Bill Knight column for Mon., Tues.
or Wed., June 4, 5 or 6, 2018
Most
of us are susceptible to conspiracy theories, with limits.
There
are conspiracies and there are fantasies. People may consider JFK’s 1963
assassination, aviator Amelia Earhart’s possible seizure by Imperial Japan in
the ‘40s, or the kidnapping of the Lindbergh baby in 1932. But a global scheme
to hide the fact that the Earth is flat or hollow, radio blowhard Alex Jones’s
seemingly defamatory claim that the Sandy Hook killing of kids was staged, or President
Donald Trump’s latest paranoid notion?
No.
Trump
is claiming that the FBI improperly spied on his 2016 campaign to help Hillary
Clinton, but Republican leaders are distancing themselves from the assertion after
classified briefings on May 24. Senate Majority Leader Mitch McConnell (R-Ky.),
House Speaker Paul D. Ryan (R-Wis.), and U.S. Rep. Devin Nunes (R-Calif.) were briefed
and don’t back up Trump’s “Spygate” claim that an informant talking to campaign
personnel in an investigation about Russia interfering in the election was to
harm him. Their silence says a lot, and even U.S. Rep. Trey Gowdy (R-S.C.), who
also was briefed, dismissed Trump’s complaint.
“When
the FBI comes into contact with information about what a foreign government may
be doing in our election cycle, I think they have an obligation to run it out,”
the former federal prosecutor told CBS News.
Meanwhile,
less hyperbolic questions persist about the murders of Martin Luther King, Jr.
and Robert F. Kennedy 50 years ago. In some ways, conspiracy-theorizing is
wishful thinking, letting people deal with shock, fear or other emotions, often
due to some inexplicable event, like those murders.
Five
decades ago this week, RFK was shot at an L.A. hotel after winning Democrats’

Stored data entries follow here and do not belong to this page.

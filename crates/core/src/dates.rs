//! Natural-language date resolution.
//!
//! Turns a free-text fragment ("tomorrow", "next friday", "May 2 2025",
//! "2025-06-01") into a calendar date. Resolution never guesses: a fragment
//! that carries only part of a date (a lone month, a lone day, a lone year)
//! is unresolvable, so the dialogue layer re-asks instead of booking a date
//! the guest did not say.
//!
//! `today` is injected by the caller, which keeps every rule deterministic
//! under test.

use chrono::{Datelike, Days, NaiveDate, Weekday};

/// Canonical textual form for resolved dates.
pub const CANONICAL_FORMAT: &str = "%Y-%m-%d";

pub fn format_date(date: NaiveDate) -> String {
    date.format(CANONICAL_FORMAT).to_string()
}

/// Resolve a free-text fragment to a calendar date, or `None` when the text
/// does not pin down a single day.
///
/// Rules are tried in order and the first applicable rule is final:
///
/// 1. An explicit `YYYY-M-D` pattern anywhere in the text, validated against
///    the real calendar. An invalid numeric date (month 13, Feb 30) is
///    unresolvable outright; it never falls through to the later rules.
/// 2. The keywords `tomorrow` (today + 1) and `tonight` (today).
/// 3. `next <weekday>`: the next future occurrence of that weekday, strictly
///    after today. If today is the named weekday the result is a week out,
///    never today itself.
/// 4. `next <month>`: requires an explicit day number later in the text; the
///    year rolls forward when the named month is not strictly after the
///    current one.
/// 5. An unordered scan for a month name, a 1-2 digit day, and an optional
///    4-digit year, composed with the current year as fallback.
pub fn resolve_date(input: &str, today: NaiveDate) -> Option<NaiveDate> {
    if input.trim().is_empty() {
        return None;
    }
    let lowered = input.to_lowercase();
    let words: Vec<&str> = lowered.split_whitespace().collect();

    if let Some(numeric) = find_numeric_date(&lowered) {
        return numeric;
    }

    if contains_word(&lowered, "tomorrow") {
        return today.checked_add_days(Days::new(1));
    }
    if contains_word(&lowered, "tonight") {
        return Some(today);
    }

    for (index, word) in words.iter().enumerate() {
        if *word != "next" {
            continue;
        }
        let Some(next_word) = words.get(index + 1) else {
            continue;
        };
        if let Some(weekday) = weekday_from_name(next_word) {
            return next_occurrence(today, weekday);
        }
        if let Some(month) = month_from_name(next_word) {
            return next_month_with_day(today, month, &words[index + 2..]);
        }
    }

    compose_from_words(&words, today)
}

/// Scan for a `YYYY-M-D` digit pattern. The outer option is `Some` as soon
/// as the pattern occurs; the inner value is `None` when the digits do not
/// form a real calendar date, which ends resolution.
fn find_numeric_date(text: &str) -> Option<Option<NaiveDate>> {
    let bytes = text.as_bytes();
    for start in 0..bytes.len() {
        if let Some((year, month, day)) = match_numeric_date_at(bytes, start) {
            return Some(NaiveDate::from_ymd_opt(year, month, day));
        }
    }
    None
}

fn match_numeric_date_at(bytes: &[u8], start: usize) -> Option<(i32, u32, u32)> {
    let (year, year_len) = read_digits(bytes, start, 4, 4)?;
    let mut position = start + year_len;
    position = expect_byte(bytes, position, b'-')?;
    let (month, month_len) = read_digits(bytes, position, 1, 2)?;
    position += month_len;
    position = expect_byte(bytes, position, b'-')?;
    let (day, _) = read_digits(bytes, position, 1, 2)?;
    Some((year as i32, month, day))
}

fn expect_byte(bytes: &[u8], position: usize, expected: u8) -> Option<usize> {
    (bytes.get(position) == Some(&expected)).then_some(position + 1)
}

/// Greedily read between `min` and `max` ASCII digits starting at `start`.
fn read_digits(bytes: &[u8], start: usize, min: usize, max: usize) -> Option<(u32, usize)> {
    let mut value: u32 = 0;
    let mut length = 0;
    while length < max {
        match bytes.get(start + length) {
            Some(byte) if byte.is_ascii_digit() => {
                value = value * 10 + u32::from(byte - b'0');
                length += 1;
            }
            _ => break,
        }
    }
    (length >= min).then_some((value, length))
}

fn contains_word(text: &str, word: &str) -> bool {
    text.split(|c: char| !c.is_ascii_alphanumeric()).any(|token| token == word)
}

fn next_occurrence(today: NaiveDate, target: Weekday) -> Option<NaiveDate> {
    let days_ahead =
        (target.num_days_from_monday() + 7 - today.weekday().num_days_from_monday()) % 7;
    let days_ahead = if days_ahead == 0 { 7 } else { days_ahead };
    today.checked_add_days(Days::new(u64::from(days_ahead)))
}

/// `next <month>` needs a day number somewhere after the month word; the
/// year advances unless the named month is strictly after the current one.
fn next_month_with_day(
    today: NaiveDate,
    month: u32,
    remaining_words: &[&str],
) -> Option<NaiveDate> {
    let year = if month <= today.month() { today.year() + 1 } else { today.year() };
    let day_word = remaining_words
        .iter()
        .find(|word| !word.is_empty() && word.chars().all(|c| c.is_ascii_digit()))?;
    let day: u32 = day_word.parse().ok()?;
    NaiveDate::from_ymd_opt(year, month, day)
}

/// Unordered scan: a month name plus a plausible day number compose a date,
/// with an optional explicit year. Any lesser subset is unresolvable.
fn compose_from_words(words: &[&str], today: NaiveDate) -> Option<NaiveDate> {
    let mut found_month = None;
    let mut found_day = None;
    let mut found_year = None;

    for word in words {
        if let Some(month) = month_from_name(word) {
            found_month = Some(month);
        }
        if word.len() == 4 && word.chars().all(|c| c.is_ascii_digit()) {
            let year: i32 = word.parse().ok()?;
            if (1000..=3000).contains(&year) {
                found_year = Some(year);
            }
        }
        if (1..=2).contains(&word.len()) && word.chars().all(|c| c.is_ascii_digit()) {
            let day: u32 = word.parse().ok()?;
            if (1..=31).contains(&day) {
                found_day = Some(day);
            }
        }
    }

    match (found_month, found_day) {
        (Some(month), Some(day)) => {
            NaiveDate::from_ymd_opt(found_year.unwrap_or_else(|| today.year()), month, day)
        }
        _ => None,
    }
}

fn month_from_name(word: &str) -> Option<u32> {
    let month = match word {
        "january" | "jan" => 1,
        "february" | "feb" => 2,
        "march" | "mar" => 3,
        "april" | "apr" => 4,
        "may" => 5,
        "june" | "jun" => 6,
        "july" | "jul" => 7,
        "august" | "aug" => 8,
        "september" | "sep" => 9,
        "october" | "oct" => 10,
        "november" | "nov" => 11,
        "december" | "dec" => 12,
        _ => return None,
    };
    Some(month)
}

fn weekday_from_name(word: &str) -> Option<Weekday> {
    let weekday = match word {
        "monday" | "mon" => Weekday::Mon,
        "tuesday" | "tue" => Weekday::Tue,
        "wednesday" | "wed" => Weekday::Wed,
        "thursday" | "thu" => Weekday::Thu,
        "friday" | "fri" => Weekday::Fri,
        "saturday" | "sat" => Weekday::Sat,
        "sunday" | "sun" => Weekday::Sun,
        _ => return None,
    };
    Some(weekday)
}

#[cfg(test)]
mod tests {
    use chrono::NaiveDate;

    use super::{format_date, resolve_date};

    fn date(year: i32, month: u32, day: u32) -> NaiveDate {
        NaiveDate::from_ymd_opt(year, month, day).expect("valid test date")
    }

    // A Tuesday in mid-April.
    fn fixed_today() -> NaiveDate {
        date(2025, 4, 15)
    }

    #[test]
    fn explicit_numeric_date_round_trips() {
        let resolved = resolve_date("2025-06-01", fixed_today()).expect("resolvable");
        assert_eq!(format_date(resolved), "2025-06-01");
    }

    #[test]
    fn numeric_date_is_found_anywhere_in_the_text() {
        let resolved = resolve_date("book us for 2025-6-1 please", fixed_today());
        assert_eq!(resolved, Some(date(2025, 6, 1)));
    }

    #[test]
    fn invalid_numeric_date_is_final() {
        assert_eq!(resolve_date("2025-02-30", fixed_today()), None);
        assert_eq!(resolve_date("2025-13-01", fixed_today()), None);
        // The broken numeric date must not fall through to the month-name scan.
        assert_eq!(resolve_date("2025-13-01 or May 2", fixed_today()), None);
    }

    #[test]
    fn tomorrow_and_tonight_resolve_relative_to_today() {
        assert_eq!(resolve_date("see you tomorrow", fixed_today()), Some(date(2025, 4, 16)));
        assert_eq!(resolve_date("tonight!", fixed_today()), Some(date(2025, 4, 15)));
    }

    #[test]
    fn next_weekday_is_strictly_in_the_future() {
        // fixed_today() is a Tuesday; next friday is three days out.
        assert_eq!(resolve_date("next friday", fixed_today()), Some(date(2025, 4, 18)));
        // Naming today's weekday skips a full week, never returning today.
        assert_eq!(resolve_date("next tuesday", fixed_today()), Some(date(2025, 4, 22)));
    }

    #[test]
    fn next_monday_from_a_monday_is_a_week_out() {
        let monday = date(2025, 4, 14);
        assert_eq!(resolve_date("next monday", monday), Some(date(2025, 4, 21)));
    }

    #[test]
    fn next_month_requires_a_day_number() {
        assert_eq!(resolve_date("next june 10", fixed_today()), Some(date(2025, 6, 10)));
        assert_eq!(resolve_date("next june", fixed_today()), None);
    }

    #[test]
    fn next_month_rolls_the_year_when_the_month_has_passed() {
        assert_eq!(resolve_date("next january 5", fixed_today()), Some(date(2026, 1, 5)));
        // The current month also rolls: "next april" from April means next year.
        assert_eq!(resolve_date("next april 20", fixed_today()), Some(date(2026, 4, 20)));
    }

    #[test]
    fn month_name_and_day_compose_with_explicit_year() {
        assert_eq!(resolve_date("May 2 2025", fixed_today()), Some(date(2025, 5, 2)));
        assert_eq!(resolve_date("2 May 2025", fixed_today()), Some(date(2025, 5, 2)));
    }

    #[test]
    fn month_name_and_day_fall_back_to_the_current_year() {
        assert_eq!(resolve_date("May 2", fixed_today()), Some(date(2025, 5, 2)));
    }

    #[test]
    fn partial_information_never_resolves() {
        assert_eq!(resolve_date("in May", fixed_today()), None);
        assert_eq!(resolve_date("the 5th", fixed_today()), None);
        assert_eq!(resolve_date("2025", fixed_today()), None);
        assert_eq!(resolve_date("on the 5", fixed_today()), None);
        assert_eq!(resolve_date("", fixed_today()), None);
        assert_eq!(resolve_date("   ", fixed_today()), None);
    }

    #[test]
    fn composed_invalid_dates_are_unresolvable() {
        assert_eq!(resolve_date("February 31", fixed_today()), None);
    }
}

California primary. Sirhan Sirhan was seized at the scene with a .22-coliber
handgun and later confessed – adding that he had no memory of doing so.
RFK,
Jr. thinks there was a second gunman, based on his research that 13 shots were
reported (Sirhan’s gun held eight bullets), and that RFK was shot in the back though
Sirhan was in front of him.
“I
was disturbed that the wrong person might have been convicted of killing my
father,” Kennedy told the L.A. Times. “My father was the chief law enforcement
officer in this country. I think it would have disturbed him if somebody was
put in jail for a crime they didn’t commit.”
King’s
assassination and aftermath also convinced his family of a conspiracy to murder
him. King’s convicted killer, James Earl Ray – who confessed and later claimed
he’d been coerced by the FBI and his own attorney – may not have been
responsible, according to his family and a 1999 lawsuit that found local, state
and federal authorities liable.
King
was cut down two months before RFK, shot as he emerged from a room at the
Lorraine Hotel in Memphis following a speech in support of striking sanitation
workers. Police said Ray fired one round from a second-floor bathroom in the
boardinghouse where he was staying across the street, dropped the rifle nearby,
and fled to Atlanta, Canada and England before being arrested that July.
Ray
grew up in downstate Quincy and was a lifelong thief with ties to gangs before,
during and after serving time in prison, where he escaped months before the
assassination. Ray’s family said he could have been manipulated by a stint in
the military (after which his personality changed), or organized-crime figures,
or a mysterious man named Raul (who instructed him to buy the rifle).
“James
was not involved with the Mob for the purpose of being a willing participant in
the murder of King,” wrote his eldest brother John Larry Ray in his book “Truth
at Last.”
“He
would have been scared and mystified and in the dark as to who was pulling his
strings and where the puppet masters would take him,” he added.
Some
skeptics of a plot to kill King concede that it’s unlikely Ray had the
resources or motive to murder him, implying that at least he had help, whether
government agents, organized crime or racists.
“I think the people of this country are entitled to know the
truth,” said New York lawyer and Civil Rights activist William Pepper (author
of 2016’s “The Plot to Kill King”). “I say that in the hope of creating an
awareness of how this happened.”
That hope may be as unrealistic as Trump depicting himself
as the victim of a vast, sinister Deep State. It’s understandable that we seek
some sense to senseless tragedies, but in an era of vast communications and
whistleblower leaks, one wonders how conspiracies have remained secret. For
Trump and Jones, that’s easy; they’re phony. For others, such as assassination
victims’ kin, that’s difficult and excruciatingly painful.